=== Section Start ===

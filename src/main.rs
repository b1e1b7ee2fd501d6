use std::env;
use std::process;

use tracing_subscriber::EnvFilter;

use battle_summary::cli;
use battle_summary::config::{AppConfig, DEFAULT_LOG_FILTER};

fn init_tracing(config: &AppConfig) {
    let filter = EnvFilter::try_new(&config.log_filter)
        .unwrap_or_else(|_| EnvFilter::new(DEFAULT_LOG_FILTER));
    tracing_subscriber::fmt()
        .with_env_filter(filter)
        .with_writer(std::io::stderr)
        .with_target(false)
        .init();
}

fn main() {
    let config = AppConfig::from_env();
    init_tracing(&config);
    let args: Vec<String> = env::args().collect();
    process::exit(cli::run_with_args(&args, &config));
}
pub mod combatant;
pub mod export_csv;
pub mod round;
pub mod summary;

pub use combatant::{
    compare_target_order, Combatant, CombatantRef, Identified, ObjectId, Targetable,
};
pub use export_csv::{write_report_csv, SummaryReport, CSV_HEADER};
pub use round::CombatRound;
pub use summary::{
    AttackRecord, RankingRule, SequenceRank, Summary, SummaryBuilder, TargetIndexRank,
};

=== Section End ===

Instructions to follow: Give all the records again. Match them exactly.

Task answer:
filename src/main.rs
repository b1e1b7ee2fd501d6
use std::env;
use std::process;

use tracing_subscriber::EnvFilter;

use battle_summary::cli;
use battle_summary::config::{AppConfig, DEFAULT_LOG_FILTER};

fn init_tracing(config: &AppConfig) {
    let filter = EnvFilter::try_new(&config.log_filter)
        .unwrap_or_else(|_| EnvFilter::new(DEFAULT_LOG_FILTER));
    tracing_subscriber::fmt()
        .with_env_filter(filter)
        .with_writer(std::io::stderr)
        .with_target(false)
        .init();
}

fn main() {
    let config = AppConfig::from_env();
    init_tracing(&config);
    let args: Vec<String> = env::args().collect();
    process::exit(cli::run_with_args(&args, &config));
}
pub mod combatant;
pub mod export_csv;
pub mod round;
pub mod summary;

pub use combatant::{
    compare_target_order, Combatant, CombatantRef, Identified, ObjectId, Targetable,
};
pub use export_csv::{write_report_csv, SummaryReport, CSV_HEADER};
pub use round::CombatRound;
pub use summary::{
    AttackRecord, RankingRule, SequenceRank, Summary, SummaryBuilder, TargetIndexRank,
};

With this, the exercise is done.